Pisanki (Polish painted Easter eggs) comes from the Polish word “pisać”, which means to write. Originating as a pagan tradition, pisanki were absorbed by Christianity to become the traditional Easter eggs. Pisanki are now considered to symbolise the revival of nature and the hope that Christians gain from faith in the resurrection of Jesus Christ. Coloring Easter eggs is very much alive in Poland today as well as enjoyed by Polish people all over the world. There are different techniques, some of them are very simple, some are more time consuming. But they are all a lot of fun!

My personal favorite was always coloring eggs with all natural items, like plants for example.
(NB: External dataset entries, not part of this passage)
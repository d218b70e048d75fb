//! Zodiac signs and their planetary rulers (traditional and modern).

use crate::ephemeris::{normalize_degrees, Body};
use serde::{Deserialize, Serialize};

pub const SIGN_NAMES: [&str; 12] = [
    "Aries", "Taurus", "Gemini", "Cancer",
    "Leo", "Virgo", "Libra", "Scorpio",
    "Sagittarius", "Capricorn", "Aquarius", "Pisces",
];

pub const SIGN_GLYPHS: [&str; 12] = [
    "♈", "♉", "♊", "♋", "♌", "♍", "♎", "♏", "♐", "♑", "♒", "♓",
];

const MODERN_RULERS: [Body; 12] = [
    Body::Mars,    // Aries
    Body::Venus,   // Taurus
    Body::Mercury, // Gemini
    Body::Moon,    // Cancer
    Body::Sun,     // Leo
    Body::Mercury, // Virgo
    Body::Venus,   // Libra
    Body::Pluto,   // Scorpio
    Body::Jupiter, // Sagittarius
    Body::Saturn,  // Capricorn
    Body::Uranus,  // Aquarius
    Body::Neptune, // Pisces
];

const TRADITIONAL_RULERS: [Body; 12] = [
    Body::Mars,    // Aries
    Body::Venus,   // Taurus
    Body::Mercury, // Gemini
    Body::Moon,    // Cancer
    Body::Sun,     // Leo
    Body::Mercury, // Virgo
    Body::Venus,   // Libra
    Body::Mars,    // Scorpio
    Body::Jupiter, // Sagittarius
    Body::Saturn,  // Capricorn
    Body::Saturn,  // Aquarius
    Body::Jupiter, // Pisces
];

/// Which rulership table to use
#[derive(Debug, Clone, Copy, PartialEq, Eq, Default, Serialize, Deserialize)]
#[serde(rename_all = "lowercase")]
pub enum RulerConvention {
    #[default]
    Modern,
    Traditional,
}

impl RulerConvention {
    pub fn from_name(name: &str) -> Option<Self> {
        match name.to_lowercase().as_str() {
            "modern" => Some(RulerConvention::Modern),
            "traditional" => Some(RulerConvention::Traditional),
            _ => None,
        }
    }
}

/// Get sign index (0-11) from longitude; a boundary belongs to the next sign.
pub fn get_sign_index(longitude: f64) -> u8 {
    ((normalize_degrees(longitude) / 30.0).floor() as u8) % 12
}

pub fn get_sign_name(sign_index: u8) -> &'static str {
    SIGN_NAMES[(sign_index % 12) as usize]
}

pub fn get_sign_ruler(sign_index: u8, convention: RulerConvention) -> Body {
    let idx = (sign_index % 12) as usize;
    match convention {
        RulerConvention::Modern => MODERN_RULERS[idx],
        RulerConvention::Traditional => TRADITIONAL_RULERS[idx],
    }
}
use astrolabe::chart::{ChartAssembler, ChartSettings};
use astrolabe::ephemeris::{Body, Ephemeris, GeoLocation, SwissEphemerisAdapter};
use criterion::{black_box, criterion_group, criterion_main, Criterion};

const J2000: f64 = 2451545.0;

fn bench_body_position(c: &mut Criterion) {
    let adapter = SwissEphemerisAdapter::new(None).unwrap();

    c.bench_function("body_position_moon", |b| {
        b.iter(|| adapter.body_position(black_box(J2000), Body::Moon))
    });
}

fn bench_assemble_chart(c: &mut Criterion) {
    let adapter = SwissEphemerisAdapter::new(None).unwrap();
    let assembler = ChartAssembler::new(&adapter, ChartSettings::default());
    let location = GeoLocation {
        lat: 40.7128,
        lon: -74.0060,
    };

    c.bench_function("assemble_chart", |b| {
        b.iter(|| assembler.assemble_at(black_box(J2000), location))
    });
}

criterion_group!(benches, bench_body_position, bench_assemble_chart);
criterion_main!(benches);
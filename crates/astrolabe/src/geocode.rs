//! Place-name resolution through a Nominatim-compatible search service.

use crate::ephemeris::GeoLocation;
use async_trait::async_trait;
use serde::Deserialize;
use std::time::Duration;
use thiserror::Error;

pub const DEFAULT_ENDPOINT: &str = "https://nominatim.openstreetmap.org/search";
pub const DEFAULT_USER_AGENT: &str = "astro_api";

#[derive(Error, Debug)]
pub enum GeocodeError {
    #[error("HTTP error: {0}")]
    Http(#[from] reqwest::Error),
    #[error("Geocoder returned status {status}")]
    Status { status: u16 },
    #[error("Geocoder returned malformed coordinates: {0}")]
    Malformed(String),
}

/// Resolves free-text place names to coordinates.
///
/// `Ok(None)` means the service answered but knows no such place.
#[async_trait]
pub trait Geocoder: Send + Sync {
    async fn locate(&self, place: &str) -> Result<Option<GeoLocation>, GeocodeError>;
}

#[derive(Debug, Clone)]
pub struct GeocoderSettings {
    pub endpoint: String,
    pub user_agent: String,
    pub timeout: Duration,
}

impl Default for GeocoderSettings {
    fn default() -> Self {
        Self {
            endpoint: DEFAULT_ENDPOINT.to_string(),
            user_agent: DEFAULT_USER_AGENT.to_string(),
            timeout: Duration::from_secs(10),
        }
    }
}

/// Nominatim returns coordinates as strings
#[derive(Deserialize)]
struct SearchHit {
    lat: String,
    lon: String,
}

pub struct NominatimGeocoder {
    http: reqwest::Client,
    endpoint: String,
}

impl NominatimGeocoder {
    pub fn new(settings: &GeocoderSettings) -> Result<Self, GeocodeError> {
        let http = reqwest::Client::builder()
            .user_agent(settings.user_agent.clone())
            .timeout(settings.timeout)
            .build()?;
        Ok(Self {
            http,
            endpoint: settings.endpoint.clone(),
        })
    }

    fn search_url(&self, place: &str) -> String {
        format!(
            "{}?q={}&format=json&limit=1",
            self.endpoint,
            urlencoding::encode(place)
        )
    }
}

#[async_trait]
impl Geocoder for NominatimGeocoder {
    async fn locate(&self, place: &str) -> Result<Option<GeoLocation>, GeocodeError> {
        let url = self.search_url(place);
        log::debug!("Geocoding '{}' via {}", place, url);

        let resp = self.http.get(&url).send().await?;
        if !resp.status().is_success() {
            return Err(GeocodeError::Status {
                status: resp.status().as_u16(),
            });
        }

        let hits: Vec<SearchHit> = resp.json().await?;
        hits.into_iter().next().map(parse_hit).transpose()
    }
}

fn parse_hit(hit: SearchHit) -> Result<GeoLocation, GeocodeError> {
    let lat = hit.lat.trim().parse::<f64>();
    let lon = hit.lon.trim().parse::<f64>();
    match (lat, lon) {
        (Ok(lat), Ok(lon)) => Ok(GeoLocation { lat, lon }),
        _ => Err(GeocodeError::Malformed(format!("lat={} lon={}", hit.lat, hit.lon))),
    }
}

#[cfg(test)]
mod tests {
    use super::*;

    #[test]
    fn test_search_url_encodes_place() {
        let geocoder = NominatimGeocoder::new(&GeocoderSettings::default()).unwrap();
        assert_eq!(
            geocoder.search_url("São Paulo, BR"),
            "https://nominatim.openstreetmap.org/search?q=S%C3%A3o%20Paulo%2C%20BR&format=json&limit=1"
        );
    }

    #[test]
    fn test_parse_hit() {
        let hits: Vec<SearchHit> =
            serde_json::from_str(r#"[{"lat":"55.7504461","lon":"37.6174943","display_name":"Moscow"}]"#)
                .unwrap();
        let loc = parse_hit(hits.into_iter().next().unwrap()).unwrap();
        assert!((loc.lat - 55.7504461).abs() < 1e-9);
        assert!((loc.lon - 37.6174943).abs() < 1e-9);

        let bad = SearchHit {
            lat: "north".into(),
            lon: "0".into(),
        };
        assert!(matches!(parse_hit(bad), Err(GeocodeError::Malformed(_))));
    }
}
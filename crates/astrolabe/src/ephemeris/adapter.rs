use crate::ephemeris::types::{
    normalize_degrees, Body, GeoLocation, HouseCusps, HouseSystem, PlanetPosition,
};
use chrono::{Datelike, NaiveDateTime, Timelike};
use std::path::{Path, PathBuf};
use std::sync::Mutex;
use swisseph::swe::{calc_ut, houses_ex, julday, set_ephe_path};
use thiserror::Error;

/// Errors that can occur during ephemeris calculations
#[derive(Error, Debug)]
pub enum EphemerisError {
    #[error("Ephemeris file not found at path: {path}. {message}")]
    FileNotFound { path: String, message: String },
    #[error("Invalid house system: {system}. Valid systems: {valid:?}")]
    InvalidHouseSystem { system: String, valid: Vec<String> },
    #[error("Failed to calculate position for {body} at JD {jd}: {message}")]
    CalculationFailed { body: Body, jd: f64, message: String },
    #[error("House calculation failed: {message}")]
    HouseCalculationFailed { message: String },
}

/// Source of body positions and house cusps.
///
/// Implementations must be callable from several request tasks at once.
pub trait Ephemeris: Send + Sync {
    /// Julian Day (UT) for a UTC civil date-time.
    fn julian_day(&self, ut: NaiveDateTime) -> f64;

    fn body_position(&self, jd: f64, body: Body) -> Result<PlanetPosition, EphemerisError>;

    fn house_cusps(
        &self,
        jd: f64,
        location: &GeoLocation,
        system: HouseSystem,
    ) -> Result<HouseCusps, EphemerisError>;
}

/// FLG_SWIEPH | FLG_SPEED
const CALC_FLAGS: i32 = 2 | 256;
/// SE_GREG_CAL
const GREG_CAL: u32 = 1;

/// Swiss Ephemeris adapter implementation
pub struct SwissEphemerisAdapter {
    ephemeris_path: Option<PathBuf>,
    // The C library keeps global state between calls
    lock: Mutex<()>,
}

impl SwissEphemerisAdapter {
    /// Create a new adapter with an optional ephemeris data directory.
    ///
    /// Without a directory the library falls back to its built-in Moshier
    /// theory. A directory that is given but missing is an error.
    pub fn new(ephemeris_path: Option<PathBuf>) -> Result<Self, EphemerisError> {
        if let Some(path) = &ephemeris_path {
            if !path.exists() {
                return Err(EphemerisError::FileNotFound {
                    path: path.display().to_string(),
                    message: "Ephemeris path does not exist. Please ensure Swiss Ephemeris data files are installed.".to_string(),
                });
            }
        }

        let adapter = Self {
            ephemeris_path,
            lock: Mutex::new(()),
        };
        if let Some(path) = &adapter.ephemeris_path {
            let dir = path.to_str().ok_or_else(|| EphemerisError::FileNotFound {
                path: path.display().to_string(),
                message: "Ephemeris path is not valid UTF-8.".to_string(),
            })?;
            let _guard = adapter.guard();
            set_ephe_path(dir);
            log::info!("Swiss Ephemeris data directory: {}", dir);
        }
        Ok(adapter)
    }

    pub fn ephemeris_path(&self) -> Option<&Path> {
        self.ephemeris_path.as_deref()
    }

    fn guard(&self) -> std::sync::MutexGuard<'_, ()> {
        // A panic while holding the lock leaves no state worth protecting
        self.lock.lock().unwrap_or_else(|poisoned| poisoned.into_inner())
    }
}

impl Ephemeris for SwissEphemerisAdapter {
    fn julian_day(&self, ut: NaiveDateTime) -> f64 {
        let hour_decimal =
            ut.hour() as f64 + ut.minute() as f64 / 60.0 + ut.second() as f64 / 3600.0;
        let _guard = self.guard();
        julday(ut.year(), ut.month() as i32, ut.day() as i32, hour_decimal, GREG_CAL)
    }

    fn body_position(&self, jd: f64, body: Body) -> Result<PlanetPosition, EphemerisError> {
        let result = {
            let _guard = self.guard();
            calc_ut(jd, body.swe_code() as u32, CALC_FLAGS as u32)
        }
        .map_err(|e| EphemerisError::CalculationFailed {
            body,
            jd,
            message: format!("Swiss Ephemeris error: {}", e),
        })?;

        let out = result.out;
        if !out[0].is_finite() {
            return Err(EphemerisError::CalculationFailed {
                body,
                jd,
                message: "non-finite longitude".to_string(),
            });
        }
        log::debug!("{} at JD {:.5}: lon={:.4} speed={:.4}", body, jd, out[0], out[3]);

        Ok(PlanetPosition::from_raw(out[0], out[1], out[3]))
    }

    fn house_cusps(
        &self,
        jd: f64,
        location: &GeoLocation,
        system: HouseSystem,
    ) -> Result<HouseCusps, EphemerisError> {
        use swisseph::{AscMc, Cusp};

        let (c, a) = {
            let _guard = self.guard();
            houses_ex(jd, CALC_FLAGS, location.lat, location.lon, system.code() as i32)
        };
        let cusps = Cusp::from_array(c);
        let ascmc = AscMc::from_array(a);

        let cusp_values = [
            cusps.first, cusps.second, cusps.third, cusps.fourth,
            cusps.fifth, cusps.sixth, cusps.seventh, cusps.eighth,
            cusps.ninth, cusps.tenth, cusps.eleventh, cusps.twelfth,
        ];
        if cusp_values.iter().any(|c| !c.is_finite()) {
            return Err(EphemerisError::HouseCalculationFailed {
                message: format!(
                    "{} houses undefined at lat {:.2}",
                    system.name(),
                    location.lat
                ),
            });
        }

        let mut houses = HouseCusps::from_cusps(cusp_values);
        houses.ascendant = normalize_degrees(ascmc.ascendant);
        houses.midheaven = normalize_degrees(ascmc.mc);
        Ok(houses)
    }
}

/// Convert house system string to the adapter's enum
pub fn parse_house_system(house_system: &str) -> Result<HouseSystem, EphemerisError> {
    HouseSystem::from_name(house_system).ok_or_else(|| EphemerisError::InvalidHouseSystem {
        system: house_system.to_string(),
        valid: HouseSystem::valid_names(),
    })
}
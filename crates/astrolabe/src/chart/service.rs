use crate::chart::assembler::{ChartAssembler, ChartSettings};
use crate::chart::data::{Chart, NatalSummary};
use crate::chart::forecast::{daily_snapshots, WeeklyForecast, DAYS_PER_WEEK};
use crate::chart::horary::HoraryChart;
use crate::chart::input::{parse_date, BirthData, ValidationError};
use crate::chart::synastry::{SynastryAnalytics, SynastryReport};
use crate::chart::transit::TransitReport;
use crate::ephemeris::{Ephemeris, EphemerisError, GeoLocation};
use crate::geocode::{GeocodeError, Geocoder};
use chrono::{NaiveDateTime, NaiveTime};
use std::sync::Arc;
use thiserror::Error;

#[derive(Error, Debug)]
pub enum ChartError {
    #[error("Invalid place name")]
    InvalidPlace(String),
    #[error(transparent)]
    Validation(#[from] ValidationError),
    #[error(transparent)]
    Ephemeris(#[from] EphemerisError),
    #[error("Geocoding failed: {0}")]
    Geocode(#[from] GeocodeError),
}

/// Chart computations behind place resolution.
///
/// Every operation validates its input before the first external call and
/// fails as a whole; there are no partial results.
#[derive(Clone)]
pub struct ChartService {
    ephemeris: Arc<dyn Ephemeris>,
    geocoder: Arc<dyn Geocoder>,
    settings: ChartSettings,
}

impl ChartService {
    pub fn new(ephemeris: Arc<dyn Ephemeris>, geocoder: Arc<dyn Geocoder>, settings: ChartSettings) -> Self {
        Self {
            ephemeris,
            geocoder,
            settings,
        }
    }

    pub fn settings(&self) -> &ChartSettings {
        &self.settings
    }

    pub fn assembler(&self) -> ChartAssembler<'_> {
        ChartAssembler::new(self.ephemeris.as_ref(), self.settings)
    }

    pub async fn resolve_place(&self, place: &str) -> Result<GeoLocation, ChartError> {
        match self.geocoder.locate(place).await? {
            Some(location) => {
                log::debug!("Resolved '{}' to ({:.4}, {:.4})", place, location.lat, location.lon);
                Ok(location)
            }
            None => {
                log::info!("No geocoding result for '{}'", place);
                Err(ChartError::InvalidPlace(place.to_string()))
            }
        }
    }

    pub async fn natal_chart(&self, input: &BirthData) -> Result<Chart, ChartError> {
        let ut = input.moment_ut()?;
        let location = self.resolve_place(&input.place).await?;
        Ok(self.assembler().assemble(ut, location)?)
    }

    pub async fn natal_summary(&self, input: &BirthData) -> Result<NatalSummary, ChartError> {
        let chart = self.natal_chart(input).await?;
        Ok(NatalSummary::new(input, &chart))
    }

    pub async fn horary_chart(&self, question: &BirthData) -> Result<HoraryChart, ChartError> {
        let chart = self.natal_chart(question).await?;
        Ok(HoraryChart::new(question, chart))
    }

    /// Transits at `transit_date`/`transit_time`, in the natal time zone and place.
    pub async fn transits(
        &self,
        natal_input: &BirthData,
        transit_date: &str,
        transit_time: &str,
    ) -> Result<TransitReport, ChartError> {
        let transit_input = natal_input.at(transit_date, transit_time);
        let natal_ut = natal_input.moment_ut()?;
        let transit_ut = transit_input.moment_ut()?;

        let location = self.resolve_place(&natal_input.place).await?;
        let assembler = self.assembler();
        let natal = assembler.assemble(natal_ut, location)?;
        let transit = assembler.assemble(transit_ut, location)?;

        Ok(TransitReport::build(
            assembler.calculator(),
            natal_input,
            &natal,
            &transit_input,
            &transit,
        ))
    }

    /// Seven daily snapshots from `start_date` 00:00 UT against the natal chart.
    pub async fn weekly_forecast(
        &self,
        natal_input: &BirthData,
        start_date: &str,
    ) -> Result<WeeklyForecast, ChartError> {
        let natal_ut = natal_input.moment_ut()?;
        let start = NaiveDateTime::new(parse_date(start_date)?, NaiveTime::default());

        let location = self.resolve_place(&natal_input.place).await?;
        let assembler = self.assembler();
        let natal = assembler.assemble(natal_ut, location)?;
        let snapshots = daily_snapshots(&assembler, &natal, assembler.julian_day(start), DAYS_PER_WEEK)?;

        Ok(WeeklyForecast::from_snapshots(start_date, &snapshots))
    }

    /// Both charts of a synastry pair; identical places are geocoded once.
    pub async fn synastry_charts(
        &self,
        first: &BirthData,
        second: &BirthData,
    ) -> Result<(Chart, Chart), ChartError> {
        let ut1 = first.moment_ut()?;
        let ut2 = second.moment_ut()?;

        let loc1 = self.resolve_place(&first.place).await?;
        let loc2 = if second.place == first.place {
            loc1
        } else {
            self.resolve_place(&second.place).await?
        };

        let assembler = self.assembler();
        Ok((assembler.assemble(ut1, loc1)?, assembler.assemble(ut2, loc2)?))
    }

    pub async fn synastry(&self, first: &BirthData, second: &BirthData) -> Result<SynastryReport, ChartError> {
        let (chart1, chart2) = self.synastry_charts(first, second).await?;
        Ok(SynastryReport::build(self.assembler().calculator(), &chart1, &chart2))
    }

    pub async fn synastry_analytics(
        &self,
        first: &BirthData,
        second: &BirthData,
    ) -> Result<SynastryAnalytics, ChartError> {
        let (chart1, chart2) = self.synastry_charts(first, second).await?;
        Ok(SynastryAnalytics::build(self.assembler().calculator(), &chart1, &chart2))
    }
}
use crate::rendering::spec::ChartSpec;
use crate::rendering::svg::SvgWriter;
use resvg::{tiny_skia, usvg};
use std::sync::Arc;
use thiserror::Error;

#[derive(Error, Debug)]
pub enum RenderError {
    #[error("SVG parse failed: {0}")]
    Svg(String),
    #[error("Cannot allocate a {width}x{height} pixmap")]
    Pixmap { width: u32, height: u32 },
    #[error("PNG encoding failed: {0}")]
    Encode(String),
}

/// Turns a chart spec into image bytes.
pub trait ChartRenderer: Send + Sync {
    fn render_png(&self, spec: &ChartSpec) -> Result<Vec<u8>, RenderError>;
}

/// Rasterises through SVG with resvg.
pub struct PngRenderer {
    fontdb: Arc<usvg::fontdb::Database>,
    writer: SvgWriter,
}

impl PngRenderer {
    /// Loads the system font database once.
    pub fn new(font_family: &str) -> Self {
        let mut db = usvg::fontdb::Database::new();
        db.load_system_fonts();
        log::info!("Loaded {} font faces for chart rendering", db.len());
        Self {
            fontdb: Arc::new(db),
            writer: SvgWriter::new(font_family),
        }
    }
}

impl ChartRenderer for PngRenderer {
    fn render_png(&self, spec: &ChartSpec) -> Result<Vec<u8>, RenderError> {
        let svg = self.writer.to_svg(spec);

        let mut opt = usvg::Options::default();
        opt.fontdb = self.fontdb.clone();
        let tree = usvg::Tree::from_str(&svg, &opt).map_err(|e| RenderError::Svg(e.to_string()))?;

        let size = tree.size().to_int_size();
        let (width, height) = (size.width(), size.height());
        let mut pixmap =
            tiny_skia::Pixmap::new(width, height).ok_or(RenderError::Pixmap { width, height })?;
        resvg::render(&tree, tiny_skia::Transform::default(), &mut pixmap.as_mut());

        let png = pixmap
            .encode_png()
            .map_err(|e| RenderError::Encode(e.to_string()))?;
        log::debug!("Rendered {}x{} chart, {} bytes", width, height, png.len());
        Ok(png)
    }
}
use crate::chart::data::Chart;
use crate::chart::input::BirthData;
use serde::Serialize;

/// A chart cast for the moment a question is asked.
#[derive(Debug, Clone, Serialize)]
pub struct HoraryChart {
    #[serde(rename = "type")]
    pub kind: &'static str,
    /// "YYYY-MM-DD HH:MM" local time
    pub question_time: String,
    pub place: String,
    pub chart: Chart,
}

impl HoraryChart {
    pub fn new(question: &BirthData, chart: Chart) -> Self {
        Self {
            kind: "horary",
            question_time: format!("{} {}", question.date, question.time),
            place: question.place.clone(),
            chart,
        }
    }
}
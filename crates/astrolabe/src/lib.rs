//! Chart computation: ephemeris access, aspects, signs and houses, chart
//! composition (natal, transit, forecast, synastry, horary) and wheel rendering.

pub mod aspects;
pub mod chart;
pub mod ephemeris;
pub mod geocode;
pub mod rendering;
pub mod western;

pub use aspects::{AspectCalculator, AspectKind, AspectRecord, OrbPolicy};
pub use chart::{BirthData, Chart, ChartError, ChartService, ChartSettings};
pub use ephemeris::{Body, Ephemeris, EphemerisError, GeoLocation, SwissEphemerisAdapter};
pub use geocode::{GeocodeError, Geocoder, GeocoderSettings, NominatimGeocoder};
pub use rendering::{ChartRenderer, ChartSpecGenerator, PngRenderer, RenderError};
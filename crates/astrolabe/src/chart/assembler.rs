use crate::aspects::{AspectCalculator, OrbPolicy};
use crate::chart::data::Chart;
use crate::ephemeris::{Body, Ephemeris, EphemerisError, GeoLocation, HouseSystem, PlanetPosition};
use crate::western::{house_rulers, RulerConvention};
use chrono::NaiveDateTime;
use serde::{Deserialize, Serialize};
use std::collections::BTreeMap;

/// Calculation settings shared by every chart of a request
#[derive(Debug, Clone, Copy, PartialEq, Default, Serialize, Deserialize)]
pub struct ChartSettings {
    pub house_system: HouseSystem,
    pub orbs: OrbPolicy,
    pub rulers: RulerConvention,
}

/// Builds [`Chart`] values from an ephemeris source.
pub struct ChartAssembler<'a> {
    ephemeris: &'a dyn Ephemeris,
    settings: ChartSettings,
    calculator: AspectCalculator,
}

impl<'a> ChartAssembler<'a> {
    pub fn new(ephemeris: &'a dyn Ephemeris, settings: ChartSettings) -> Self {
        Self {
            ephemeris,
            settings,
            calculator: AspectCalculator::new(settings.orbs),
        }
    }

    pub fn calculator(&self) -> &AspectCalculator {
        &self.calculator
    }

    pub fn settings(&self) -> &ChartSettings {
        &self.settings
    }

    pub fn julian_day(&self, ut: NaiveDateTime) -> f64 {
        self.ephemeris.julian_day(ut)
    }

    /// Positions of every body at `jd`
    pub fn positions_at(&self, jd: f64) -> Result<BTreeMap<Body, PlanetPosition>, EphemerisError> {
        Body::ALL
            .iter()
            .map(|body| Ok((*body, self.ephemeris.body_position(jd, *body)?)))
            .collect()
    }

    pub fn assemble(&self, ut: NaiveDateTime, location: GeoLocation) -> Result<Chart, EphemerisError> {
        self.assemble_at(self.julian_day(ut), location)
    }

    pub fn assemble_at(&self, jd: f64, location: GeoLocation) -> Result<Chart, EphemerisError> {
        let positions = self.positions_at(jd)?;
        let houses = self
            .ephemeris
            .house_cusps(jd, &location, self.settings.house_system)?;

        let aspects = self.calculator.chart_aspects(&positions);
        let retrograde = positions
            .iter()
            .filter(|(_, p)| p.retrograde)
            .map(|(b, _)| *b)
            .collect();
        let rulers = house_rulers(&houses.cusps, &positions, self.settings.rulers);

        log::debug!(
            "Assembled chart at JD {:.5}: {} aspects, asc {:.2}",
            jd,
            aspects.len(),
            houses.ascendant
        );

        Ok(Chart {
            jd,
            location,
            positions,
            houses,
            aspects,
            retrograde,
            house_rulers: rulers,
        })
    }
}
The very popular way of coloring eggs in Poland is boiling them in onion skins. They come out absolutely beautiful! They are different shades of brown or brick red…not perfect, they can have different shades on them, but that’s what makes them so beautiful and unique:)

Image courtesy Pixabay.com

Image courtesy Pixabay.com

A lot of times we would scrape a design on them, which I guess would make them “skrobanki” (“skrobać” means “to scrape”). You could scrape patterns, animals, trees, flowers… This was definitely a lot of work, but they came out pretty!

Image courtesy Pixabay.com

Of course sometimes we would just use regular food coloring and make them pretty rainbow colors!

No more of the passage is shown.